Hoje vejo no noticiário a tentativa de mudança na lei que proíbe a “importação” de RSU´s que apesar de vetada é alvo de pressão por parte, em última instância, do “mercado”. Não tenho interesse em comentar pois estou apenas dando notícia para que seja ressaltada a importância do tema que tenho procurado pesquisar na série “Lixo e Luxo”. Abaixo reproduzo parte da matéria publicada hoje (18/04/25) pela ABREMA-Associação Brasileira de Resíduos e Meio Ambiente,
O Senado aprovou nesta terça-feira, 17, um projeto de lei que restringe a importação de resíduos sólidos. O Brasil comprou ao menos 44 mil toneladas de lixo em 2024, segundo dados do Ministério do Desenvolvimento, Indústria e Comércio (MDIC). Esses materiais são usados pela indústria recicladora, como a de embalagens de papelão e vidro. O texto final, porém, abre brecha para a entrada de lixo tóxico no País.
O que motivou realmente o blog de hoje foi a notícia que Trump pode elevar a tarifação de produtos chineses para 245%. Obviamente não se trata mais de guerra comercial com a China. Quando a questão chega a estas proporções é evidente para qualquer ser pensante que o que se busca não é a proteção do mercado local americano. O que se busca é o caos econômico e social. Acho que pensam ser a única saída para a crise americana.
Por que digo isso? Pois já não é a primeira vez que ocorre. Vou citar para ilustração Naomi Klein em “A doutrina do choque” quando lembra o episódio da destruição pelo tufão Katarina das escolas em Nova Orleans.

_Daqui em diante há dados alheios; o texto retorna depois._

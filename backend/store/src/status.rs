//! Status mutations built on the store's patch operation.
//!
//! The only allowed transitions are `inbox <-> archived`; `viewed_at` is set
//! once and never cleared.

use chrono::{DateTime, Utc};

use linkdrop_core::{IngestError, ItemPatch, ItemStatus, ItemStore, StoredItem};

pub async fn archive(store: &dyn ItemStore, id: &str) -> Result<StoredItem, IngestError> {
    store
        .patch(
            id,
            ItemPatch {
                status: Some(ItemStatus::Archived),
                viewed_at: None,
            },
        )
        .await
}

pub async fn unarchive(store: &dyn ItemStore, id: &str) -> Result<StoredItem, IngestError> {
    store
        .patch(
            id,
            ItemPatch {
                status: Some(ItemStatus::Inbox),
                viewed_at: None,
            },
        )
        .await
}

/// Record that an item was viewed. The first viewing timestamp wins; later
/// calls leave it untouched.
pub async fn mark_viewed(
    store: &dyn ItemStore,
    id: &str,
    now: DateTime<Utc>,
) -> Result<StoredItem, IngestError> {
    let existing = store
        .list()
        .await?
        .into_iter()
        .find(|stored| stored.id == id)
        .ok_or_else(|| IngestError::Store(format!("no item with id {id}")))?;

    if existing.item.viewed_at.is_some() {
        return Ok(existing);
    }

    store
        .patch(
            id,
            ItemPatch {
                status: None,
                viewed_at: Some(now),
            },
        )
        .await
}

#[cfg(test)]
mod tests {
    use super::*;
    use chrono::Duration;
    use linkdrop_core::{Category, ItemKind, SavedItem};

    use crate::memory::MemoryStore;

    fn item() -> SavedItem {
        SavedItem {
            title: "Title".into(),
            page_title: None,
            url: "https://example.com".into(),
            kind: ItemKind::Link,
            tags: vec!["unlabeled".into()],
            category: Category::Other,
            status: ItemStatus::Inbox,
            summary: None,
            source: "Example".into(),
            saved_by: "Alice".into(),
            saved_by_number: "+15550001111".into(),
            timestamp: Utc::now(),
            viewed_at: None,
        }
    }

    #[tokio::test]
    async fn archive_and_unarchive_round_trip() {
        let store = MemoryStore::new();
        let stored = store.create(item()).await.unwrap();

        let archived = archive(&store, &stored.id).await.unwrap();
        assert_eq!(archived.item.status, ItemStatus::Archived);

        let unarchived = unarchive(&store, &stored.id).await.unwrap();
        assert_eq!(unarchived.item.status, ItemStatus::Inbox);

        // Listing reflects the most recent mutation.
        let listed = store.list().await.unwrap();
        assert_eq!(listed[0].item.status, ItemStatus::Inbox);
    }

    #[tokio::test]
    async fn viewed_at_is_set_once_and_stable() {
        let store = MemoryStore::new();
        let stored = store.create(item()).await.unwrap();
        assert!(stored.item.viewed_at.is_none());

        let first = Utc::now();
        let viewed = mark_viewed(&store, &stored.id, first).await.unwrap();
        assert_eq!(viewed.item.viewed_at, Some(first));

        let later = first + Duration::hours(1);
        let again = mark_viewed(&store, &stored.id, later).await.unwrap();
        assert_eq!(again.item.viewed_at, Some(first));
    }

    #[tokio::test]
    async fn archiving_does_not_touch_viewed_at() {
        let store = MemoryStore::new();
        let stored = store.create(item()).await.unwrap();
        let when = Utc::now();
        mark_viewed(&store, &stored.id, when).await.unwrap();

        let archived = archive(&store, &stored.id).await.unwrap();
        assert_eq!(archived.item.viewed_at, Some(when));
    }
}
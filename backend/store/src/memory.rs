//! In-memory item store used by tests. Mirrors the remote collaborator's
//! observable behavior and counts calls so tests can assert on them.

use async_trait::async_trait;
use tokio::sync::Mutex;

use linkdrop_core::{IngestError, ItemPatch, ItemStore, SavedItem, StoredItem};

#[derive(Default)]
struct Inner {
    items: Vec<StoredItem>,
    next_id: u64,
    list_calls: u64,
    delete_calls: u64,
}

#[derive(Default)]
pub struct MemoryStore {
    inner: Mutex<Inner>,
}

impl MemoryStore {
    pub fn new() -> Self {
        Self::default()
    }

    pub async fn list_calls(&self) -> u64 {
        self.inner.lock().await.list_calls
    }

    pub async fn delete_calls(&self) -> u64 {
        self.inner.lock().await.delete_calls
    }

    pub async fn len(&self) -> usize {
        self.inner.lock().await.items.len()
    }

    pub async fn is_empty(&self) -> bool {
        self.len().await == 0
    }
}

#[async_trait]
impl ItemStore for MemoryStore {
    async fn list(&self) -> Result<Vec<StoredItem>, IngestError> {
        let mut inner = self.inner.lock().await;
        inner.list_calls += 1;
        Ok(inner.items.clone())
    }

    async fn create(&self, item: SavedItem) -> Result<StoredItem, IngestError> {
        let mut inner = self.inner.lock().await;
        inner.next_id += 1;
        let stored = StoredItem {
            id: inner.next_id.to_string(),
            item,
        };
        inner.items.push(stored.clone());
        Ok(stored)
    }

    async fn delete_all(&self) -> Result<(), IngestError> {
        let mut inner = self.inner.lock().await;
        inner.delete_calls += 1;
        inner.items.clear();
        Ok(())
    }

    async fn patch(&self, id: &str, patch: ItemPatch) -> Result<StoredItem, IngestError> {
        let mut inner = self.inner.lock().await;
        let stored = inner
            .items
            .iter_mut()
            .find(|stored| stored.id == id)
            .ok_or_else(|| IngestError::Store(format!("no item with id {id}")))?;

        if let Some(status) = patch.status {
            stored.item.status = status;
        }
        if let Some(viewed_at) = patch.viewed_at {
            stored.item.viewed_at = Some(viewed_at);
        }
        Ok(stored.clone())
    }
}
pub mod fetch;
pub mod parse;

pub use fetch::fetch_metadata;
pub use parse::parse_metadata;
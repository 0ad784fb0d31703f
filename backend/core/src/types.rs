use chrono::{DateTime, Utc};
use serde::{Deserialize, Serialize};

// ---------------------------------------------------------------------------
// Inbound message
// ---------------------------------------------------------------------------

/// One media attachment on an inbound message.
#[derive(Debug, Clone, Serialize, Deserialize)]
pub struct Attachment {
    /// Remote URL on the transport's authenticated media endpoint.
    pub url: String,
    /// MIME type as reported by the transport; `image/jpeg` is assumed when absent.
    pub content_type: Option<String>,
}

/// A normalized inbound chat message. Lives only for the duration of one request.
#[derive(Debug, Clone)]
pub struct IncomingMessage {
    /// Raw sender identifier (e.g. `whatsapp:+15551234567`).
    pub sender: String,
    pub body: String,
    pub attachments: Vec<Attachment>,
}

// ---------------------------------------------------------------------------
// Saved items
// ---------------------------------------------------------------------------

/// Fixed category enumeration for saved items.
#[derive(Debug, Clone, Copy, PartialEq, Eq, Serialize, Deserialize, Default)]
pub enum Category {
    #[serde(rename = "LinkedIn Posts")]
    LinkedInPosts,
    Social,
    Videos,
    Podcasts,
    #[serde(rename = "News Articles")]
    NewsArticles,
    Screenshots,
    #[default]
    Other,
}

impl Category {
    /// Human-facing label, identical to the wire representation.
    pub fn label(&self) -> &'static str {
        match self {
            Category::LinkedInPosts => "LinkedIn Posts",
            Category::Social => "Social",
            Category::Videos => "Videos",
            Category::Podcasts => "Podcasts",
            Category::NewsArticles => "News Articles",
            Category::Screenshots => "Screenshots",
            Category::Other => "Other",
        }
    }
}

impl std::fmt::Display for Category {
    fn fmt(&self, f: &mut std::fmt::Formatter<'_>) -> std::fmt::Result {
        f.write_str(self.label())
    }
}

#[derive(Debug, Clone, Copy, PartialEq, Eq, Serialize, Deserialize)]
#[serde(rename_all = "lowercase")]
pub enum ItemKind {
    Link,
    Image,
}

#[derive(Debug, Clone, Copy, PartialEq, Eq, Serialize, Deserialize, Default)]
#[serde(rename_all = "lowercase")]
pub enum ItemStatus {
    #[default]
    Inbox,
    Archived,
}

/// The persisted inbox record.
///
/// Invariants: `tags` is never empty (the classifier falls back to a sentinel
/// tag), `viewed_at` is set at most once and never cleared.
#[derive(Debug, Clone, Serialize, Deserialize)]
#[serde(rename_all = "camelCase")]
pub struct SavedItem {
    pub title: String,
    /// Original page `<title>`, when one was extracted.
    pub page_title: Option<String>,
    pub url: String,
    #[serde(rename = "type")]
    pub kind: ItemKind,
    pub tags: Vec<String>,
    pub category: Category,
    pub status: ItemStatus,
    pub summary: Option<String>,
    /// Human-readable publisher/platform label.
    pub source: String,
    pub saved_by: String,
    pub saved_by_number: String,
    pub timestamp: DateTime<Utc>,
    pub viewed_at: Option<DateTime<Utc>>,
}

/// A saved item as returned by the store, with its store-assigned id.
#[derive(Debug, Clone, Serialize, Deserialize)]
pub struct StoredItem {
    pub id: String,
    #[serde(flatten)]
    pub item: SavedItem,
}

/// Partial update applied to a stored item. Only set fields are sent.
#[derive(Debug, Clone, Default, Serialize, Deserialize)]
#[serde(rename_all = "camelCase")]
pub struct ItemPatch {
    #[serde(skip_serializing_if = "Option::is_none")]
    pub status: Option<ItemStatus>,
    #[serde(skip_serializing_if = "Option::is_none")]
    pub viewed_at: Option<DateTime<Utc>>,
}

// ---------------------------------------------------------------------------
// Derived enrichment data (never persisted standalone)
// ---------------------------------------------------------------------------

/// Deterministic classification of a URL: pure function of the URL string.
#[derive(Debug, Clone, PartialEq, Eq)]
pub struct Classification {
    pub category: Category,
    pub tags: Vec<String>,
    pub source: String,
}

/// Metadata scraped from the linked page. Every field degrades to `None`
/// independently; a failed fetch yields all `None`.
#[derive(Debug, Clone, Default, PartialEq, Eq)]
pub struct PageMetadata {
    pub title: Option<String>,
    pub description: Option<String>,
    pub author: Option<String>,
    pub published: Option<String>,
    pub site_name: Option<String>,
    pub excerpt: Option<String>,
}

/// Machine-generated title and summary from the AI collaborator.
#[derive(Debug, Clone, PartialEq, Eq, Serialize, Deserialize)]
pub struct AiEnrichment {
    pub title: String,
    pub summary: String,
}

Naquela oportunidade, em vez de reconstruírem as escolas, aproveitaram o caos e emitiram voucher para instituições privadas que lucraram o que quiseram enquanto a reconstrução das escolas, e outros prédios públicos, seguiu a passos de cágado; sendo que algumas escolas estão fechadas até hoje, i.e. há vinte anos. “A doutrina do choque” explica como o caos é perseguido para “gerar oportunidades” de investimento (se é este o nome, não desejo usar outro pouco cortês) por parte do “mercado”. A crise de 2008 hoje já é entendida por muitos pesquisadores e estudiosos independentes como que, no mínimo, desejada.

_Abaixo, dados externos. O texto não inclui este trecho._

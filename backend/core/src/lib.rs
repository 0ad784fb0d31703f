pub mod error;
pub mod traits;
pub mod types;

pub use error::IngestError;
pub use traits::{CompletionProvider, CompletionRequest, ItemStore, MediaMirror, MirroredMedia};
pub use types::{
    AiEnrichment, Attachment, Category, Classification, IncomingMessage, ItemKind, ItemPatch,
    ItemStatus, PageMetadata, SavedItem, StoredItem,
};
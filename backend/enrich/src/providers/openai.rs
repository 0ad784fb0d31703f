use std::time::Duration;

use anyhow::{Context, Result};
use async_trait::async_trait;
use reqwest::Client;
use serde::{Deserialize, Serialize};
use tracing::debug;

use linkdrop_core::{CompletionProvider, CompletionRequest};

/// Timeout for one completion call.
const COMPLETION_TIMEOUT: Duration = Duration::from_secs(15);

/// OpenAI-compatible chat completion provider.
pub struct OpenAiProvider {
    client: Client,
    api_key: String,
    model: String,
    base_url: String,
}

impl OpenAiProvider {
    pub fn new(api_key: impl Into<String>, model: impl Into<String>) -> Self {
        Self {
            client: Client::new(),
            api_key: api_key.into(),
            model: model.into(),
            base_url: "https://api.openai.com/v1".to_string(),
        }
    }

    pub fn with_base_url(mut self, url: impl Into<String>) -> Self {
        self.base_url = url.into();
        self
    }
}

#[derive(Serialize)]
struct ChatRequest {
    model: String,
    messages: Vec<ChatMessage>,
    response_format: ResponseFormat,
    max_tokens: u32,
    temperature: f32,
}

#[derive(Serialize)]
struct ResponseFormat {
    #[serde(rename = "type")]
    format_type: &'static str,
}

#[derive(Serialize, Deserialize)]
struct ChatMessage {
    role: String,
    content: String,
}

#[derive(Deserialize)]
struct ChatResponse {
    choices: Vec<Choice>,
}

#[derive(Deserialize)]
struct Choice {
    message: ChatMessage,
}

#[async_trait]
impl CompletionProvider for OpenAiProvider {
    fn name(&self) -> &str {
        "openai"
    }

    async fn complete(&self, request: &CompletionRequest) -> Result<String> {
        let body = ChatRequest {
            model: self.model.clone(),
            messages: vec![
                ChatMessage {
                    role: "system".to_string(),
                    content: request.system_prompt.clone(),
                },
                ChatMessage {
                    role: "user".to_string(),
                    content: request.user_prompt.clone(),
                },
            ],
            response_format: ResponseFormat {
                format_type: "json_object",
            },
            max_tokens: request.max_tokens,
            temperature: request.temperature,
        };

        debug!(model = %self.model, "sending completion request");

        let response = self
            .client
            .post(format!("{}/chat/completions", self.base_url))
            .bearer_auth(&self.api_key)
            .timeout(COMPLETION_TIMEOUT)
            .json(&body)
            .send()
            .await
            .context("completion HTTP request failed")?;

        let status = response.status();
        if !status.is_success() {
            let error_body = response.text().await.unwrap_or_default();
            anyhow::bail!("completion endpoint returned {status}: {error_body}");
        }

        let chat_response: ChatResponse = response
            .json()
            .await
            .context("failed to parse completion response")?;

        chat_response
            .choices
            .into_iter()
            .next()
            .map(|c| c.message.content)
            .context("completion response had no choices")
    }
}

O que Trump exterioriza realmente não é guerra comercial, é o desejo de criar um ambiente tal, onde as economias desenvolvidas e proto-desenvolvidas, agora potencializadas política e economicamente pelos BRICS, não consigam seguir com o processo de desenvolvimento e de independência política. Daí o caos. Daí a “reserva” latinoamericana retomada na expressão “quintal”, outrora lançada pelo Presidente Monroe. Será o que resta aos economistas e think-tanks que usam o presidente Trump como ventríloquo, pois este realmente cumpre um papel difícil: dizer e fazer ameaças e desdizê-las dias depois. A estratégia de aproximação com a Rússia, por exemplo, é uma manobra diversionista, a instigação com a China é uma tentativa de ganhar tempo; mas o capital que manipula “o mercado”...aaah esse saberá usar esta oportunidade (ou caos) e transferir interesses ora estacionados nos EUA (zeitgeist) para países mais promissores; caso contrário serão absorvidos pela China. Esta manobra envolverá não apenas recursos financeiros, ou melhor, produtivos, mas também a cultura, o showbusiness, o soft-power. Por esta razão não somente a “economia” está mudando de endereço, mas os heróis também.
Trump se configura hoje como o Luthor da série televisiva, pois tentará inexoravelmente fugir do papel que lhe impõe Clark Kent. Por mais que ameace terá de retroceder ou correr em direção a autodestruição. Diferente do nosso Major Quaresma que teve seus sonhos e missão abortados pelo realismo sórdido, ainda em 1915, Trump hoje, em meio aos devaneios MAGA não poderá enfrentar o Clark Kent da realidade: Shijin ou Sísifo?